#### Activity:
All entries, exactly as written, should be output again.

#### Information given:
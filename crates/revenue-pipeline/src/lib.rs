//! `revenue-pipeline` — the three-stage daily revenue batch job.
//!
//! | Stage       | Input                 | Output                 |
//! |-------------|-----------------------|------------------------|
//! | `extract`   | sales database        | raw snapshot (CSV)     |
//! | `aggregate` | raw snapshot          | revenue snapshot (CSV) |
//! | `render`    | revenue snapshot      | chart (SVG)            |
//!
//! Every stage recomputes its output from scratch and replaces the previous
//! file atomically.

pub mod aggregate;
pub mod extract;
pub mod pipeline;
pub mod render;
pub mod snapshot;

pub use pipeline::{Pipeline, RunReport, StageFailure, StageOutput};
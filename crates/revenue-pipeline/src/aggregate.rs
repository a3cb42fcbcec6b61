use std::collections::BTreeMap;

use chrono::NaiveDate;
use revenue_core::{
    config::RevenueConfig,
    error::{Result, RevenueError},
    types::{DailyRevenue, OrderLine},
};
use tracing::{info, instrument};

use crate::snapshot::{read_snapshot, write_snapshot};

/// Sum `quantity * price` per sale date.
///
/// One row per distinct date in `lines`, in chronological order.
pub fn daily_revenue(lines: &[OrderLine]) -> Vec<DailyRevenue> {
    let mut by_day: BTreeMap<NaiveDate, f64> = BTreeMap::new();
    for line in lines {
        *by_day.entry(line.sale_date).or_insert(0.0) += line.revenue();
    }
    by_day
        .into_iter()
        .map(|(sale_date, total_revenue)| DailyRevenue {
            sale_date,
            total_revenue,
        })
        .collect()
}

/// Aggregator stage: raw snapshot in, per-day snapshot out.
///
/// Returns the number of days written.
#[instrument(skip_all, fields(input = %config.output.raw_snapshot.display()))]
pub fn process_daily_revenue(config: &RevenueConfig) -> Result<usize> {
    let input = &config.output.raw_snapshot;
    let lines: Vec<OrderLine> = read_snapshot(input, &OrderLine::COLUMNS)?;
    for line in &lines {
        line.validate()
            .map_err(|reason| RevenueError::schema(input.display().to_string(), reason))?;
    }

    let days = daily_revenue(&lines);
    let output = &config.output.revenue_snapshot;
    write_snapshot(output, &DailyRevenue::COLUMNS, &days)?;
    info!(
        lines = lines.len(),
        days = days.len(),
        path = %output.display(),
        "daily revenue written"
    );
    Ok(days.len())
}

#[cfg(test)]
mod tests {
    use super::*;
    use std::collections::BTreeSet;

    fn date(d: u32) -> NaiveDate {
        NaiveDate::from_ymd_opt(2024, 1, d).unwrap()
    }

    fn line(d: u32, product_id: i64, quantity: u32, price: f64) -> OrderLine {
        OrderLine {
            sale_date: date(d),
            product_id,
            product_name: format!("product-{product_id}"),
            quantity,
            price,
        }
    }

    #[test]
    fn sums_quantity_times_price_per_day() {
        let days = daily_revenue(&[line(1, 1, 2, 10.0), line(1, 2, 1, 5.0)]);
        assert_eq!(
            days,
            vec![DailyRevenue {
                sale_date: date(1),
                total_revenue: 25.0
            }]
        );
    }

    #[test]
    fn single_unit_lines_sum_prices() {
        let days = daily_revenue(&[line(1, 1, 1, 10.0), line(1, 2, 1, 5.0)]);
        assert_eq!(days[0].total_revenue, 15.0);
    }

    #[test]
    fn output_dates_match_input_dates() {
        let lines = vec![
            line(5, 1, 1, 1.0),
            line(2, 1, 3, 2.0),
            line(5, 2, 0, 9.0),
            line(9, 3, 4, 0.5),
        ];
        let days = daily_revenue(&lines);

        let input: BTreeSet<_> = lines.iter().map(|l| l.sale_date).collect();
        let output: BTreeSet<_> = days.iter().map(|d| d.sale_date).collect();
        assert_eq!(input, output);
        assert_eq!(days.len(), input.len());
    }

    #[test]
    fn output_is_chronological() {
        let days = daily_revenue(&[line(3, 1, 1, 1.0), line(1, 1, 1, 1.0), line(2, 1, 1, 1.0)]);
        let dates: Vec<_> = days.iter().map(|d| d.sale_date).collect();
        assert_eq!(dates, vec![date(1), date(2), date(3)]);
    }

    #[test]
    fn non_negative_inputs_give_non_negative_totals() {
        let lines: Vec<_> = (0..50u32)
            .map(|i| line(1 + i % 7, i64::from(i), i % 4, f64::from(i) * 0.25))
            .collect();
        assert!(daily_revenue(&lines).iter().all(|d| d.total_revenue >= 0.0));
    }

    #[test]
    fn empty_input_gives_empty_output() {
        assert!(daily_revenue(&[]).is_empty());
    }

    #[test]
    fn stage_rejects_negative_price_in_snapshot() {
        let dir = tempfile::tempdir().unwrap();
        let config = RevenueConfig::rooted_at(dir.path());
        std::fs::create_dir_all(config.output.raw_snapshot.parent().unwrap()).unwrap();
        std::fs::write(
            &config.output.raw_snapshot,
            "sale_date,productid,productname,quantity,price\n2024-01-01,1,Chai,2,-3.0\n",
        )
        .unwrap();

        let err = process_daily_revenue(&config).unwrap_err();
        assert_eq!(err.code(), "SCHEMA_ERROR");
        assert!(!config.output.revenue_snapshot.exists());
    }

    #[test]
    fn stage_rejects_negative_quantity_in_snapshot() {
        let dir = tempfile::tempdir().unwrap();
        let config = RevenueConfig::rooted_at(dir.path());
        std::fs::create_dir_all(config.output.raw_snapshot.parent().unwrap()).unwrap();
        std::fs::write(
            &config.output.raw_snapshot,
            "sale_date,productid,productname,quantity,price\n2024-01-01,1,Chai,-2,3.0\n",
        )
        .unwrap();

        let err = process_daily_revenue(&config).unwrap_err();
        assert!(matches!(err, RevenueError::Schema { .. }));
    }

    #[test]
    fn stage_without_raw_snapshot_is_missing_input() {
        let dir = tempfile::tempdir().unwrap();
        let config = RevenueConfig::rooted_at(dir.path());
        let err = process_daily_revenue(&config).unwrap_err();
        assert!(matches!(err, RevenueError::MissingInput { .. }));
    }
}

#### Reply to the task:
filename crates/revenue-pipeline/src/lib.rs
//! `revenue-pipeline` — the three-stage daily revenue batch job.
//!
//! | Stage       | Input                 | Output                 |
//! |-------------|-----------------------|------------------------|
//! | `extract`   | sales database        | raw snapshot (CSV)     |
//! | `aggregate` | raw snapshot          | revenue snapshot (CSV) |
//! | `render`    | revenue snapshot      | chart (SVG)            |
//!
//! Every stage recomputes its output from scratch and replaces the previous
//! file atomically.

pub mod aggregate;
pub mod extract;
pub mod pipeline;
pub mod render;
pub mod snapshot;

pub use pipeline::{Pipeline, RunReport, StageFailure, StageOutput};
filename crates/revenue-pipeline/src/aggregate.rs
repository a3cb42fcbcec6b61
use std::collections::BTreeMap;

use chrono::NaiveDate;
use revenue_core::{
    config::RevenueConfig,
    error::{Result, RevenueError},
    types::{DailyRevenue, OrderLine},
};
use tracing::{info, instrument};

use crate::snapshot::{read_snapshot, write_snapshot};

/// Sum `quantity * price` per sale date.
///
/// One row per distinct date in `lines`, in chronological order.
pub fn daily_revenue(lines: &[OrderLine]) -> Vec<DailyRevenue> {
    let mut by_day: BTreeMap<NaiveDate, f64> = BTreeMap::new();
    for line in lines {
        *by_day.entry(line.sale_date).or_insert(0.0) += line.revenue();
    }
    by_day
        .into_iter()
        .map(|(sale_date, total_revenue)| DailyRevenue {
            sale_date,
            total_revenue,
        })
        .collect()
}

/// Aggregator stage: raw snapshot in, per-day snapshot out.
///
/// Returns the number of days written.
#[instrument(skip_all, fields(input = %config.output.raw_snapshot.display()))]
pub fn process_daily_revenue(config: &RevenueConfig) -> Result<usize> {
    let input = &config.output.raw_snapshot;
    let lines: Vec<OrderLine> = read_snapshot(input, &OrderLine::COLUMNS)?;
    for line in &lines {
        line.validate()
            .map_err(|reason| RevenueError::schema(input.display().to_string(), reason))?;
    }

    let days = daily_revenue(&lines);
    let output = &config.output.revenue_snapshot;
    write_snapshot(output, &DailyRevenue::COLUMNS, &days)?;
    info!(
        lines = lines.len(),
        days = days.len(),
        path = %output.display(),
        "daily revenue written"
    );
    Ok(days.len())
}

#[cfg(test)]
mod tests {
    use super::*;
    use std::collections::BTreeSet;

    fn date(d: u32) -> NaiveDate {
        NaiveDate::from_ymd_opt(2024, 1, d).unwrap()
    }

    fn line(d: u32, product_id: i64, quantity: u32, price: f64) -> OrderLine {
        OrderLine {
            sale_date: date(d),
            product_id,
            product_name: format!("product-{product_id}"),
            quantity,
            price,
        }
    }

    #[test]
    fn sums_quantity_times_price_per_day() {
        let days = daily_revenue(&[line(1, 1, 2, 10.0), line(1, 2, 1, 5.0)]);
        assert_eq!(
            days,
            vec![DailyRevenue {
                sale_date: date(1),
                total_revenue: 25.0
            }]
        );
    }

    #[test]
    fn single_unit_lines_sum_prices() {
        let days = daily_revenue(&[line(1, 1, 1, 10.0), line(1, 2, 1, 5.0)]);
        assert_eq!(days[0].total_revenue, 15.0);
    }

    #[test]
    fn output_dates_match_input_dates() {
        let lines = vec![
            line(5, 1, 1, 1.0),
            line(2, 1, 3, 2.0),
            line(5, 2, 0, 9.0),
            line(9, 3, 4, 0.5),
        ];
        let days = daily_revenue(&lines);

        let input: BTreeSet<_> = lines.iter().map(|l| l.sale_date).collect();
        let output: BTreeSet<_> = days.iter().map(|d| d.sale_date).collect();
        assert_eq!(input, output);
        assert_eq!(days.len(), input.len());
    }

    #[test]
    fn output_is_chronological() {
        let days = daily_revenue(&[line(3, 1, 1, 1.0), line(1, 1, 1, 1.0), line(2, 1, 1, 1.0)]);
        let dates: Vec<_> = days.iter().map(|d| d.sale_date).collect();
        assert_eq!(dates, vec![date(1), date(2), date(3)]);
    }

    #[test]
    fn non_negative_inputs_give_non_negative_totals() {
        let lines: Vec<_> = (0..50u32)
            .map(|i| line(1 + i % 7, i64::from(i), i % 4, f64::from(i) * 0.25))
            .collect();
        assert!(daily_revenue(&lines).iter().all(|d| d.total_revenue >= 0.0));
    }

    #[test]
    fn empty_input_gives_empty_output() {
        assert!(daily_revenue(&[]).is_empty());
    }

    #[test]
    fn stage_rejects_negative_price_in_snapshot() {
        let dir = tempfile::tempdir().unwrap();
        let config = RevenueConfig::rooted_at(dir.path());
        std::fs::create_dir_all(config.output.raw_snapshot.parent().unwrap()).unwrap();
        std::fs::write(
            &config.output.raw_snapshot,
            "sale_date,productid,productname,quantity,price\n2024-01-01,1,Chai,2,-3.0\n",
        )
        .unwrap();

        let err = process_daily_revenue(&config).unwrap_err();
        assert_eq!(err.code(), "SCHEMA_ERROR");
        assert!(!config.output.revenue_snapshot.exists());
    }

    #[test]
    fn stage_rejects_negative_quantity_in_snapshot() {
        let dir = tempfile::tempdir().unwrap();
        let config = RevenueConfig::rooted_at(dir.path());
        std::fs::create_dir_all(config.output.raw_snapshot.parent().unwrap()).unwrap();
        std::fs::write(
            &config.output.raw_snapshot,
            "sale_date,productid,productname,quantity,price\n2024-01-01,1,Chai,-2,3.0\n",
        )
        .unwrap();

        let err = process_daily_revenue(&config).unwrap_err();
        assert!(matches!(err, RevenueError::Schema { .. }));
    }

    #[test]
    fn stage_without_raw_snapshot_is_missing_input() {
        let dir = tempfile::tempdir().unwrap();
        let config = RevenueConfig::rooted_at(dir.path());
        let err = process_daily_revenue(&config).unwrap_err();
        assert!(matches!(err, RevenueError::MissingInput { .. }));
    }
}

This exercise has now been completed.